Data shown ::

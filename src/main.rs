//! # Rover Link
//!
//! Drive a rover and its arm from a gamepad over UDP.
//!
//! This application reads the first connected gamepad and sends drive (`D_...`)
//! and arm (`A_...`) packets to the rover receiver whenever the command changes.

use anyhow::{Context, Result};
use tokio::time::{interval, Duration, MissedTickBehavior};
use tracing::{error, info, warn};

use rover_link::config::Config;
use rover_link::controller::gamepad::Gamepad;
use rover_link::controller::sampler::{InputSampler, AXIS_COUNT};
use rover_link::link::UdpLink;
use rover_link::rover::control::{ControlLoop, LoopState};
use rover_link::telemetry::logger::PacketLogger;

/// Environment variable naming an optional TOML configuration file
const CONFIG_ENV_VAR: &str = "ROVER_LINK_CONFIG";

/// Main entry point for Rover Link
///
/// # Control Flow
///
/// 1. **Initialization**
///    - Set up logging with tracing subscriber
///    - Load configuration (built-in defaults unless `ROVER_LINK_CONFIG` is set)
///    - Open the gamepad; a missing gamepad is fatal
///    - Bind the UDP socket to the receiver
///
/// 2. **Main Loop**
///    - Feed gamepad events into the sampler as they arrive
///    - Every poll interval, run one control tick and send on change
///    - Handle Ctrl+C for shutdown
///
/// # Errors
///
/// Returns error if:
/// - The configuration file cannot be loaded
/// - No gamepad is found, or reading from it fails
/// - The receiver host cannot be resolved
///
/// # Examples
///
/// ```bash
/// cargo run --release
/// ```
///
/// Expected output:
/// ```text
/// INFO rover_link: Rover Link v0.1.0 starting...
/// INFO rover_link::controller::gamepad: Found gamepad at: /dev/input/event5
/// INFO rover_link::link: Sending rover packets to 127.0.0.1:12345 (localhost:12345)
/// INFO rover_link::rover::control: Sent D_255_255_255_128_128_128
/// INFO rover_link::rover::control: Switched to A packet.
/// ```
#[tokio::main(flavor = "current_thread")]
async fn main() -> Result<()> {
    // Initialize logging
    tracing_subscriber::fmt()
        .with_env_filter(
            tracing_subscriber::EnvFilter::from_default_env()
                .add_directive(tracing::Level::INFO.into())
        )
        .init();

    info!("Rover Link v{} starting...", env!("CARGO_PKG_VERSION"));

    let config = match std::env::var_os(CONFIG_ENV_VAR) {
        Some(path) => Config::load(&path)
            .with_context(|| format!("Failed to load configuration from {:?}", path))?,
        None => Config::default(),
    };

    let gamepad = if config.controller.device_path.is_empty() {
        Gamepad::open()?
    } else {
        Gamepad::open_path(&config.controller.device_path)?
    };
    info!(
        "Using gamepad {} ({})",
        gamepad.device_path(),
        gamepad.name().unwrap_or("unnamed")
    );
    let layout = config.controller.right_stick;
    let axis_ranges = match config.controller.axis_range_override() {
        Some(range) => [range; AXIS_COUNT],
        None => gamepad.axis_ranges(layout),
    };
    let mut events = gamepad.into_event_stream()?;

    let link = UdpLink::open(&config.link.host, config.link.port).await?;

    let mut packet_log = if config.telemetry.enabled {
        Some(PacketLogger::new(
            &config.telemetry.log_dir,
            config.telemetry.max_records_per_file,
            config.telemetry.max_files_to_keep,
        )?)
    } else {
        None
    };

    let mut sampler = InputSampler::with_ranges(layout, axis_ranges);
    let mut control = ControlLoop::new(link, config.controller.deadzone);
    let mut state = LoopState::new();

    let mut poll = interval(Duration::from_millis(config.control.poll_interval_ms));
    poll.set_missed_tick_behavior(MissedTickBehavior::Delay);

    info!(
        "Polling every {}ms, starting in {:?} mode",
        config.control.poll_interval_ms,
        state.mode()
    );
    info!("Press Ctrl+C to exit");

    let mut packets_sent: u64 = 0;

    // Main control loop
    loop {
        tokio::select! {
            event = events.next_event() => {
                match event {
                    Ok(event) => sampler.process_event(&event),
                    Err(e) => {
                        error!("Lost gamepad: {}", e);
                        return Err(e).context("Failed to read gamepad events");
                    }
                }
            }

            _ = poll.tick() => {
                let outcome = control.tick(&mut state, &sampler.sample()).await;

                if let Some(packet) = outcome.sent {
                    packets_sent += 1;
                    if let Some(logger) = packet_log.as_mut() {
                        if let Err(e) = logger.log(state.mode(), &packet) {
                            warn!("Failed to write packet log: {}", e);
                        }
                    }
                }
            }

            // Handle Ctrl+C for shutdown
            _ = tokio::signal::ctrl_c() => {
                info!("Received Ctrl+C, shutting down...");
                info!("Total packets sent: {}", packets_sent);
                break;
            }
        }
    }

    Ok(())
}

Description of the task :: Every word of the data above should be given again, exactly as it stands.

Reply to the task ::
filename src/main.rs
//! # Rover Link
//!
//! Drive a rover and its arm from a gamepad over UDP.
//!
//! This application reads the first connected gamepad and sends drive (`D_...`)
//! and arm (`A_...`) packets to the rover receiver whenever the command changes.

use anyhow::{Context, Result};
use tokio::time::{interval, Duration, MissedTickBehavior};
use tracing::{error, info, warn};

use rover_link::config::Config;
use rover_link::controller::gamepad::Gamepad;
use rover_link::controller::sampler::{InputSampler, AXIS_COUNT};
use rover_link::link::UdpLink;
use rover_link::rover::control::{ControlLoop, LoopState};
use rover_link::telemetry::logger::PacketLogger;

/// Environment variable naming an optional TOML configuration file
const CONFIG_ENV_VAR: &str = "ROVER_LINK_CONFIG";

/// Main entry point for Rover Link
///
/// # Control Flow
///
/// 1. **Initialization**
///    - Set up logging with tracing subscriber
///    - Load configuration (built-in defaults unless `ROVER_LINK_CONFIG` is set)
///    - Open the gamepad; a missing gamepad is fatal
///    - Bind the UDP socket to the receiver
///
/// 2. **Main Loop**
///    - Feed gamepad events into the sampler as they arrive
///    - Every poll interval, run one control tick and send on change
///    - Handle Ctrl+C for shutdown
///
/// # Errors
///
/// Returns error if:
/// - The configuration file cannot be loaded
/// - No gamepad is found, or reading from it fails
/// - The receiver host cannot be resolved
///
/// # Examples
///
/// ```bash
/// cargo run --release
/// ```
///
/// Expected output:
/// ```text
/// INFO rover_link: Rover Link v0.1.0 starting...
/// INFO rover_link::controller::gamepad: Found gamepad at: /dev/input/event5
/// INFO rover_link::link: Sending rover packets to 127.0.0.1:12345 (localhost:12345)
/// INFO rover_link::rover::control: Sent D_255_255_255_128_128_128
/// INFO rover_link::rover::control: Switched to A packet.
/// ```
#[tokio::main(flavor = "current_thread")]
async fn main() -> Result<()> {
    // Initialize logging
    tracing_subscriber::fmt()
        .with_env_filter(
            tracing_subscriber::EnvFilter::from_default_env()
                .add_directive(tracing::Level::INFO.into())
        )
        .init();

    info!("Rover Link v{} starting...", env!("CARGO_PKG_VERSION"));

    let config = match std::env::var_os(CONFIG_ENV_VAR) {
        Some(path) => Config::load(&path)
            .with_context(|| format!("Failed to load configuration from {:?}", path))?,
        None => Config::default(),
    };

    let gamepad = if config.controller.device_path.is_empty() {
        Gamepad::open()?
    } else {
        Gamepad::open_path(&config.controller.device_path)?
    };
    info!(
        "Using gamepad {} ({})",
        gamepad.device_path(),
        gamepad.name().unwrap_or("unnamed")
    );
    let layout = config.controller.right_stick;
    let axis_ranges = match config.controller.axis_range_override() {
        Some(range) => [range; AXIS_COUNT],
        None => gamepad.axis_ranges(layout),
    };
    let mut events = gamepad.into_event_stream()?;

    let link = UdpLink::open(&config.link.host, config.link.port).await?;

    let mut packet_log = if config.telemetry.enabled {
        Some(PacketLogger::new(
            &config.telemetry.log_dir,
            config.telemetry.max_records_per_file,
            config.telemetry.max_files_to_keep,
        )?)
    } else {
        None
    };

    let mut sampler = InputSampler::with_ranges(layout, axis_ranges);
    let mut control = ControlLoop::new(link, config.controller.deadzone);
    let mut state = LoopState::new();

    let mut poll = interval(Duration::from_millis(config.control.poll_interval_ms));
    poll.set_missed_tick_behavior(MissedTickBehavior::Delay);

    info!(
        "Polling every {}ms, starting in {:?} mode",
        config.control.poll_interval_ms,
        state.mode()
    );
    info!("Press Ctrl+C to exit");

    let mut packets_sent: u64 = 0;

    // Main control loop
    loop {
        tokio::select! {
            event = events.next_event() => {
                match event {
                    Ok(event) => sampler.process_event(&event),
                    Err(e) => {
                        error!("Lost gamepad: {}", e);
                        return Err(e).context("Failed to read gamepad events");
                    }
                }
            }

            _ = poll.tick() => {
                let outcome = control.tick(&mut state, &sampler.sample()).await;

                if let Some(packet) = outcome.sent {
                    packets_sent += 1;
                    if let Some(logger) = packet_log.as_mut() {
                        if let Err(e) = logger.log(state.mode(), &packet) {
                            warn!("Failed to write packet log: {}", e);
                        }
                    }
                }
            }

            // Handle Ctrl+C for shutdown
            _ = tokio::signal::ctrl_c() => {
                info!("Received Ctrl+C, shutting down...");
                info!("Total packets sent: {}", packets_sent);
                break;
            }
        }
    }

    Ok(())
}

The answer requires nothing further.